_WHAT THE EXERCISE ASKS_: Write out, word for word, only the data from its first line to the line containing "use std::fs::File;".
BEGIN GIVEN DATA
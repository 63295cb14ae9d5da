use crate::dataset::{delimiter_for, parse_amount};
use crate::error::DataError;
use csv::{ReaderBuilder, StringRecord, Trim};
use lazy_static::lazy_static;
use log::debug;
use regex::Regex;
use serde::Serialize;
use std::collections::HashMap;
use std::fs::File;
use std::io::Read;
use std::path::Path;

lazy_static! {
    // Spaces, ASCII hyphens and the Unicode hyphen/non-breaking hyphen all
    // count as an underscore when comparing headers.
    static ref HEADER_SEPARATORS: Regex = Regex::new(r"[\s\-\u{2010}\u{2011}]+").unwrap();
}

/// Accepted header spellings for one canonical metadata field
///
/// Spellings are stored already normalized (see [`normalize_header`]).
#[derive(Debug)]
pub struct FieldSynonyms {
    /// Name the field is exposed under after loading
    pub canonical: &'static str,
    pub accepted: &'static [&'static str],
}

/// Country name column
pub const COUNTRY_FIELD: FieldSynonyms = FieldSynonyms {
    canonical: "Country",
    accepted: &["country"],
};

/// ISO 3166 alpha-3 code column
pub const ISO3_FIELD: FieldSynonyms = FieldSynonyms {
    canonical: "ISO3",
    accepted: &["iso3", "alpha3", "alpha_3", "iso_3", "iso"],
};

/// Latitude, decimal degrees
pub const LAT_FIELD: FieldSynonyms = FieldSynonyms {
    canonical: "lat",
    accepted: &["lat", "latitude"],
};

/// Longitude, decimal degrees
pub const LON_FIELD: FieldSynonyms = FieldSynonyms {
    canonical: "lon",
    accepted: &["lon", "lng", "long", "longitude"],
};

/// Lower-case a header and fold separators to `_`
pub fn normalize_header(header: &str) -> String {
    HEADER_SEPARATORS
        .replace_all(header.trim(), "_")
        .to_lowercase()
}

impl FieldSynonyms {
    /// Find the column for this field
    ///
    /// A header spelled exactly like the canonical name wins; otherwise the
    /// first header (in file order) that matches any accepted spelling.
    pub fn resolve(&self, headers: &[String]) -> Option<usize> {
        if let Some(idx) = headers.iter().position(|h| h.trim() == self.canonical) {
            return Some(idx);
        }
        headers.iter().position(|h| {
            let normalized = normalize_header(h);
            self.accepted.iter().any(|a| *a == normalized)
        })
    }

    fn spellings(&self) -> String {
        self.accepted.join(", ")
    }
}

/// Reference data for one country
#[derive(Clone, Debug, PartialEq, Serialize)]
pub struct CountryMeta {
    pub country: String,
    pub iso3: Option<String>,
    pub lat: Option<f64>,
    pub lon: Option<f64>,
}

/// Country name → ISO3 / coordinates lookup table
#[derive(Clone, Debug, Default)]
pub struct Metadata {
    rows: Vec<CountryMeta>,
    index: HashMap<String, usize>,
}

impl Metadata {
    /// Indexes rows by country name
    pub fn from_rows(rows: Vec<CountryMeta>) -> Self {
        let mut index = HashMap::with_capacity(rows.len());
        for (i, row) in rows.iter().enumerate() {
            // first spelling of a country wins
            index.entry(row.country.clone()).or_insert(i);
        }
        Metadata { rows, index }
    }

    /// Rows in file order, duplicates included
    pub fn rows(&self) -> &[CountryMeta] {
        &self.rows
    }

    /// Number of rows, duplicates included
    pub fn len(&self) -> usize {
        self.rows.len()
    }

    pub fn is_empty(&self) -> bool {
        self.rows.is_empty()
    }

    /// Exact-match lookup by country name
    pub fn get(&self, country: &str) -> Option<&CountryMeta> {
        self.index.get(country).map(|&i| &self.rows[i])
    }

    /// ISO3 code for a country, `None` if the country is unknown
    pub fn iso3(&self, country: &str) -> Option<&str> {
        self.get(country).and_then(|m| m.iso3.as_deref())
    }

    /// `(lat, lon)` for each requested country
    ///
    /// Countries absent from the table map to `(None, None)` so callers can
    /// decide how to present them.
    pub fn coordinates<S: AsRef<str>>(
        &self,
        countries: &[S],
    ) -> HashMap<String, (Option<f64>, Option<f64>)> {
        countries
            .iter()
            .map(|c| {
                let c = c.as_ref();
                let coords = self.get(c).map(|m| (m.lat, m.lon)).unwrap_or((None, None));
                (c.to_string(), coords)
            })
            .collect()
    }
}

/// Load the country metadata table
///
/// Headers are matched against the declared synonym tables
/// ([`ISO3_FIELD`], [`LAT_FIELD`], [`LON_FIELD`]) so the result always
/// exposes exactly `Country`, `ISO3`, `lat` and `lon`.
///
/// # Errors
/// * [`DataError::Io`] if the file is missing or unreadable
/// * [`DataError::UnresolvedHeader`] if no ISO3 column, or not both
///   latitude and longitude columns, can be found
/// * [`DataError::MissingColumn`] if there is no Country column
pub fn load_metadata(path: impl AsRef<Path>) -> Result<Metadata, DataError> {
    let path = path.as_ref();
    let delimiter = delimiter_for(path)?;
    let file = File::open(path).map_err(|e| DataError::io(path, e))?;
    let metadata = metadata_from_reader(file, delimiter, path)?;

    debug!(
        "loaded metadata for {} countries from {}",
        metadata.len(),
        path.display()
    );

    Ok(metadata)
}

/// Reads a metadata table from any reader
///
/// # Arguments
/// * `reader` - The table contents
/// * `delimiter` - Field separator byte
/// * `source` - Path used in error messages
///
/// # Errors
/// * `DataError::UnresolvedHeader` when a required column has no accepted spelling
/// * `DataError::Csv` for malformed records
pub fn metadata_from_reader<R: Read>(
    reader: R,
    delimiter: u8,
    source: &Path,
) -> Result<Metadata, DataError> {
    let mut reader = ReaderBuilder::new()
        .delimiter(delimiter)
        .flexible(true)
        .trim(Trim::All)
        .from_reader(reader);

    let headers: Vec<String> = reader
        .headers()
        .map_err(|e| DataError::csv(source, e))?
        .iter()
        .map(str::to_string)
        .collect();

    let country = COUNTRY_FIELD
        .resolve(&headers)
        .ok_or_else(|| DataError::MissingColumn {
            path: source.to_path_buf(),
            column: COUNTRY_FIELD.canonical,
        })?;

    let iso3 = ISO3_FIELD
        .resolve(&headers)
        .ok_or_else(|| DataError::UnresolvedHeader {
            path: source.to_path_buf(),
            concept: "an ISO3 column",
            canonical: ISO3_FIELD.canonical,
            synonyms: ISO3_FIELD.spellings(),
        })?;

    let (Some(lat), Some(lon)) = (LAT_FIELD.resolve(&headers), LON_FIELD.resolve(&headers)) else {
        return Err(DataError::UnresolvedHeader {
            path: source.to_path_buf(),
            concept: "both latitude and longitude columns",
            canonical: "lat and lon",
            synonyms: format!("{}; {}", LAT_FIELD.spellings(), LON_FIELD.spellings()),
        });
    };

    let mut rows = Vec::new();
    for record in reader.records() {
        let record: StringRecord = record.map_err(|e| DataError::csv(source, e))?;
        let cell = |idx: usize| record.get(idx).unwrap_or("");

        let name = cell(country);
        if name.is_empty() {
            continue;
        }
        let code = cell(iso3);
        rows.push(CountryMeta {
            country: name.to_string(),
            iso3: (!code.is_empty()).then(|| code.to_string()),
            lat: parse_amount(cell(lat)),
            lon: parse_amount(cell(lon)),
        });
    }

    Ok(Metadata::from_rows(rows))
}

#[cfg(test)]
mod tests {
    use super::*;

    fn headers(names: &[&str]) -> Vec<String> {
        names.iter().map(|s| s.to_string()).collect()
    }

    fn parse(text: &str) -> Result<Metadata, DataError> {
        metadata_from_reader(text.as_bytes(), b',', Path::new("coords.csv"))
    }

    #[test]
    fn normalization_folds_case_and_separators() {
        assert_eq!(normalize_header(" Alpha-3 "), "alpha_3");
        assert_eq!(normalize_header("alpha\u{2011}3"), "alpha_3");
        assert_eq!(normalize_header("ISO 3"), "iso_3");
        assert_eq!(normalize_header("Longitude"), "longitude");
    }

    #[test]
    fn synonyms_resolve_in_isolation() {
        let h = headers(&["name", "Alpha-3", "Latitude", "LNG"]);
        assert_eq!(ISO3_FIELD.resolve(&h), Some(1));
        assert_eq!(LAT_FIELD.resolve(&h), Some(2));
        assert_eq!(LON_FIELD.resolve(&h), Some(3));
        assert_eq!(COUNTRY_FIELD.resolve(&h), None);
    }

    #[test]
    fn canonical_spelling_beats_earlier_synonym() {
        let h = headers(&["iso", "ISO3"]);
        assert_eq!(ISO3_FIELD.resolve(&h), Some(1));
    }

    #[test]
    fn unrelated_headers_do_not_match() {
        let h = headers(&["isolation", "latency", "longevity"]);
        assert_eq!(ISO3_FIELD.resolve(&h), None);
        assert_eq!(LAT_FIELD.resolve(&h), None);
        assert_eq!(LON_FIELD.resolve(&h), None);
    }

    #[test]
    fn loads_with_synonym_headers() {
        let meta = parse(
            "Country,alpha_3,latitude,longitude\n\
             France,FRA,46.2,2.2\n\
             Chile,CHL,-35.7,-71.5\n",
        )
        .unwrap();

        assert_eq!(meta.len(), 2);
        assert_eq!(meta.iso3("Chile"), Some("CHL"));
        let chile = meta.get("Chile").unwrap();
        assert_eq!((chile.lat, chile.lon), (Some(-35.7), Some(-71.5)));
    }

    #[test]
    fn unknown_country_has_no_code_or_coordinates() {
        let meta = parse("Country,ISO3,lat,lon\nFrance,FRA,46.2,2.2\n").unwrap();
        assert_eq!(meta.iso3("france"), None);

        let coords = meta.coordinates(&["France", "Atlantis"]);
        assert_eq!(coords["France"], (Some(46.2), Some(2.2)));
        assert_eq!(coords["Atlantis"], (None, None));
    }

    #[test]
    fn missing_iso_column_is_descriptive() {
        let err = parse("Country,code,lat,lon\nFrance,FRA,1,2\n").unwrap_err();
        let message = err.to_string();
        assert!(message.contains("ISO3"), "{}", message);
        assert!(message.contains("alpha3"), "{}", message);
    }

    #[test]
    fn missing_longitude_reports_the_pair() {
        let err = parse("Country,ISO3,lat\nFrance,FRA,1\n").unwrap_err();
        assert!(err.to_string().contains("latitude and longitude"));
    }
}
/// Animated horizontal bar race of the top spenders
///
/// Bars keep the same colour per country across years and the biggest
/// spender is drawn at the top.
pub fn top_spenders_race(ranked: &[RankedSpender]) -> Option<Figure> {
    let years = distinct_years(ranked.iter().map(|r| &r.year));
    let (_, max_spend) = min_max(ranked.iter().map(|r| r.defense_usd))?;
    // colour assignment follows first appearance in the ranking
    let mut order: Vec<&str> = Vec::new();
    for r in ranked {
        if !order.contains(&r.country.as_str()) {
            order.push(r.country.as_str());
        }
    }
    let color_of = |country: &str| {
        let i = order.iter().position(|c| *c == country).unwrap_or(0);
        theme::series_color(i)
    };

    let mut xaxis = theme::axis("Defense Spending (USD)");
    theme::merge(&mut xaxis, json!({ "range": [0.0, max_spend * 1.05] }));
    let layout = theme::layout(
        "Top 20 Defense Spenders Over Time",
        json!({
            "xaxis": xaxis,
            "yaxis": {
                "title": { "text": "" },
                "tickfont": { "color": theme::FOREGROUND },
                "categoryorder": "total ascending"
            },
            "bargap": 0.3,
            "uirevision": "country_defense_bar_animation",
            "showlegend": false
        }),
    );

    animated(
        &years,
        |year| {
            let bars: Vec<&RankedSpender> = ranked.iter().filter(|r| r.year == year).collect();
            vec![json!({
                "type": "bar",
                "orientation": "h",
                "x": bars.iter().map(|r| r.defense_usd).collect::<Vec<_>>(),
                "y": bars.iter().map(|r| r.country.as_str()).collect::<Vec<_>>(),
                "customdata": bars.iter().map(|r| r.rank).collect::<Vec<_>>(),
                "hovertemplate": "#%{customdata} %{y}<br>Defense Spending (USD)=%{x}<extra></extra>",
                "width": 0.5,
                "marker": {
                    "color": bars.iter().map(|r| color_of(&r.country)).collect::<Vec<_>>(),
                    "line": { "width": 0 }
                }
            })]
        },
        layout,
    )
}
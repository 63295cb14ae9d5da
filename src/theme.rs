//! Shared dark visual theme for every chart and page

use serde_json::{Value, json};

// page and plot colours
pub const BACKGROUND: &str = "#111111";
pub const FOREGROUND: &str = "#FFFFFF";
pub const MUTED: &str = "#E0E0E0";
pub const ACCENT: &str = "#A970FF";
pub const GRID: &str = "#444444";

/// Continuous scale for the choropleth
pub const CONTINUOUS_SCALE: &str = "Plasma";

/// Qualitative palette for per-continent / per-country series
pub const PALETTE: [&str; 10] = [
    "#636EFA", "#EF553B", "#00CC96", "#AB63FA", "#FFA15A", "#19D3F3", "#FF6692", "#B6E880",
    "#FF97FF", "#FECB52",
];

/// Figure height in pixels
pub const CHART_HEIGHT: u32 = 600;

/// Palette colour for the `i`-th series, cycling
pub fn series_color(i: usize) -> &'static str {
    PALETTE[i % PALETTE.len()]
}

/// Parse `#RRGGBB` into its components, black on malformed input
pub fn rgb(hex: &str) -> (u8, u8, u8) {
    let hex = hex.trim_start_matches('#');
    let channel = |i: usize| {
        hex.get(i..i + 2)
            .and_then(|s| u8::from_str_radix(s, 16).ok())
            .unwrap_or(0)
    };
    (channel(0), channel(2), channel(4))
}

/// Layout keys every figure starts from
///
/// Dark background, small white font, fixed margins and a horizontal legend
/// sitting above the plot area.
pub fn common_layout() -> Value {
    json!({
        "autosize": true,
        "height": CHART_HEIGHT,
        "title": { "x": 0.3, "y": 1 },
        "template": "plotly_dark",
        "plot_bgcolor": BACKGROUND,
        "paper_bgcolor": BACKGROUND,
        "font": { "color": FOREGROUND, "size": 9 },
        "margin": { "l": 10, "r": 10, "t": 80, "b": 80 },
        "legend": {
            "orientation": "h",
            "y": 1.15,
            "xanchor": "center",
            "x": 0.5
        }
    })
}

/// Axis styling shared by the cartesian charts
pub fn axis(title: &str) -> Value {
    json!({
        "title": { "text": title },
        "showgrid": false,
        "zeroline": false,
        "tickfont": { "color": FOREGROUND }
    })
}

/// Build a themed layout with a title and chart-specific overrides
///
/// `extra` is merged into [`common_layout`] recursively, so it can refine
/// nested keys such as `title.text` without dropping the theme's siblings.
pub fn layout(title: &str, extra: Value) -> Value {
    let mut base = common_layout();
    merge(&mut base, json!({ "title": { "text": title } }));
    merge(&mut base, extra);
    base
}

/// Recursive object merge; non-object values in `patch` replace `target`
pub fn merge(target: &mut Value, patch: Value) {
    match (target, patch) {
        (Value::Object(target), Value::Object(patch)) => {
            for (key, value) in patch {
                match target.get_mut(&key) {
                    Some(existing) => merge(existing, value),
                    None => {
                        target.insert(key, value);
                    }
                }
            }
        }
        (target, patch) => *target = patch,
    }
}

#[cfg(test)]
mod tests {
    use super::*;

    #[test]
    fn layout_keeps_theme_and_applies_overrides() {
        let l = layout("Trend", json!({ "title": { "x": 0.5 }, "hovermode": "x unified" }));

        assert_eq!(l["title"]["text"], "Trend");
        assert_eq!(l["title"]["x"], 0.5);
        assert_eq!(l["title"]["y"], 1);
        assert_eq!(l["paper_bgcolor"], BACKGROUND);
        assert_eq!(l["legend"]["orientation"], "h");
        assert_eq!(l["hovermode"], "x unified");
    }

    #[test]
    fn merge_replaces_scalars_and_arrays() {
        let mut v = json!({ "a": [1, 2], "b": { "c": 1 } });
        merge(&mut v, json!({ "a": [3], "b": 7 }));
        assert_eq!(v, json!({ "a": [3], "b": 7 }));
    }

    #[test]
    fn hex_colors_parse() {
        assert_eq!(rgb("#A970FF"), (0xA9, 0x70, 0xFF));
        assert_eq!(rgb("111111"), (0x11, 0x11, 0x11));
        assert_eq!(rgb("#zz"), (0, 0, 0));
        assert_eq!(series_color(10), PALETTE[0]);
    }
}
END GIVEN DATA
_SOLUTION_:
repository 63295cb14ae9d5da
use crate::dataset::{delimiter_for, parse_amount};
use crate::error::DataError;
use csv::{ReaderBuilder, StringRecord, Trim};
use lazy_static::lazy_static;
use log::debug;
use regex::Regex;
use serde::Serialize;
use std::collections::HashMap;
use std::fs::File;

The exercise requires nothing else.